How the client app responds to this is out of scope. Maybe it will react reasonably, like in your first screenshot, maybe it it will just "halt and catch fire", like in your second screenshot. Either way, it's not possible for Fortinet to generate DLP responses that will be understood by all features of all web-apps. There's no general approach that will be understood by every app all the time, unfortunately.
DLP's goal is to prevent the transport, and that's it. The response to a client's message containing the offending data is to reply with a replacement block-page for DLP (if HTTP/S), or dropping the session in other cases (TCP RST maybe? Not sure off the top of my head).
How the client app responds to this is out of scope. Maybe it will react reasonably, like in your first screenshot, maybe it it will just "halt and catch fire", like in your second screenshot. Either way, it's not possible for Fortinet to generate DLP responses that will be understood by all features of all web-apps. There's no general approach that will be understood by every app all the time, unfortunately.
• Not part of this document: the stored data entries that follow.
/*
 *
 *
 *
 *
 * MIT License
 * Copyright (c) 2025. Dwight J. Browne
 * dwight[-dot-]browne[-at-]dwightjbrowne[-dot-]com
 *
 *
 * Permission is hereby granted, free of charge, to any person obtaining a copy
 * of this software and associated documentation files (the "Software"), to deal
 * in the Software without restriction, including without limitation the rights
 * to use, copy, modify, merge, publish, distribute, sublicense, and/or sell
 * copies of the Software, and to permit persons to whom the Software is
 * furnished to do so, subject to the following conditions:
 *
 * The above copyright notice and this permission notice shall be included in all
 * copies or substantial portions of the Software.
 *
 * THE SOFTWARE IS PROVIDED "AS IS", WITHOUT WARRANTY OF ANY KIND, EXPRESS OR
 * IMPLIED, INCLUDING BUT NOT LIMITED TO THE WARRANTIES OF MERCHANTABILITY,
 * FITNESS FOR A PARTICULAR PURPOSE AND NONINFRINGEMENT. IN NO EVENT SHALL THE
 * AUTHORS OR COPYRIGHT HOLDERS BE LIABLE FOR ANY CLAIM, DAMAGES OR OTHER
 * LIABILITY, WHETHER IN AN ACTION OF CONTRACT, TORT OR OTHERWISE, ARISING FROM,
 * OUT OF OR IN CONNECTION WITH THE SOFTWARE OR THE USE OR OTHER DEALINGS IN THE
 * SOFTWARE.
 */

use anyhow::{bail, Result};
use clap::Args;
use dw_collectors::{CollectorError, CycleOutcome, Orchestrator};
use dw_core::{Config, ExchangeId};
use dw_models::Snapshot;
use tracing::{info, warn};

#[derive(Args, Debug)]
pub struct CollectCommand {
  /// Print the snapshot as JSON instead of a summary
  #[arg(long)]
  pub json: bool,
}

pub async fn execute(cmd: CollectCommand, config: Config) -> Result<()> {
  let orchestrator = Orchestrator::from_config(&config)?;

  let (snapshot, outcome) = match orchestrator.run_cycle().await {
    Ok(report) => (report.snapshot, Some(report.outcome)),
    Err(CollectorError::PersistFailed { reason, snapshot }) => {
      warn!("Snapshot not saved: {}", reason);
      (*snapshot, None)
    }
    Err(e) => return Err(e.into()),
  };

  if cmd.json {
    println!("{}", serde_json::to_string_pretty(&snapshot)?);
  } else {
    print!("{}", summary(&snapshot));
  }

  match outcome {
    Some(CycleOutcome::Persisted) => {
      info!("Snapshot written to {}", config.snapshot_path().display());
      Ok(())
    }
    Some(CycleOutcome::Fallback) => {
      warn!("Served previous snapshot");
      Ok(())
    }
    Some(CycleOutcome::EmptyError) => bail!("Collection failed and no previous snapshot exists"),
    None => bail!("Collected snapshot could not be persisted"),
  }
}

/// Human-readable overview of a snapshot.
pub fn summary(snapshot: &Snapshot) -> String {
  let mut out = format!(
    "Last update: {}\nTokens: {}\nChains: {}\n",
    snapshot.last_update.to_rfc3339(),
    snapshot.tokens.len(),
    snapshot.chain_count()
  );

  for exchange in ExchangeId::ALL {
    let listed = snapshot
      .tokens
      .iter()
      .filter(|t| t.exchanges.iter().any(|e| e.name == exchange.display_name()))
      .count();
    out.push_str(&format!("  {:<8} {:>6} tokens\n", exchange.display_name(), listed));
  }

  if let Some(error) = &snapshot.error {
    out.push_str(&format!("Error: {}\n", error));
  }
  out
}
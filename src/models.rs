use std::path::PathBuf;

/// Whether an unmatched opening double quote has been seen in the current scope
#[derive(Debug, Clone, Copy, PartialEq, Eq, Default)]
pub enum QuoteState {
    #[default]
    Closed,
    Open,
}

impl QuoteState {
    pub fn is_open(self) -> bool {
        matches!(self, QuoteState::Open)
    }
}

/// One logical unit of output text: a story, an article, a fetched web page
#[derive(Debug, Clone, PartialEq, Eq, Default)]
pub struct Document {
    text: String,
}

impl Document {
    pub fn new(text: String) -> Self {
        Self { text }
    }

    pub fn from_lines(lines: &[String]) -> Self {
        Self {
            text: lines.join("\n"),
        }
    }

    pub fn as_str(&self) -> &str {
        &self.text
    }

    pub fn is_empty(&self) -> bool {
        self.text.is_empty()
    }
}

/// Message on the intake channel
#[derive(Debug, Clone, PartialEq, Eq)]
pub enum Job {
    File(PathBuf),
    Stop,
}

/// Message on the outbound channel
#[derive(Debug, Clone, PartialEq, Eq)]
pub enum Outcome {
    Document(Document),
    WorkerDone,
}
Thank you, I understand what you say and agree with you. Do you think that FortiMail could handle this kinds of situations in a more appropriate way?
Created on 06-25-2024 02:21 AM Edited on 06-25-2024 02:25 AM
Assuming the goal is filtering webmail of Gmail, I would not expect FortiMail to behave any better here. I would expect that some direct integration with Gmail for this to have assurance of working "nicely" from an end-user's perspective, and I'm not sure if either FortiOS or FortiMail have such integrations. (to FortiMail experts reading this: Corrections welcome! :) )
Maybe if the filtering was done on the SMTP level (once the message is "sent" by the user and in transit)? Not sure if one can configure Gmail to send all mail through a FortiMail first.
Hypothentically, some (Forti?)CASB solution might be a good fit, but I do not know if there is any for Gmail.
edit: This document appears to describe a Gmail<->FortiMail integration via SMTP. I assume you would then be able to apply DLP on the FortiMail for the passing Gmail traffic.
Thank you so much! I learned a lot from your answers!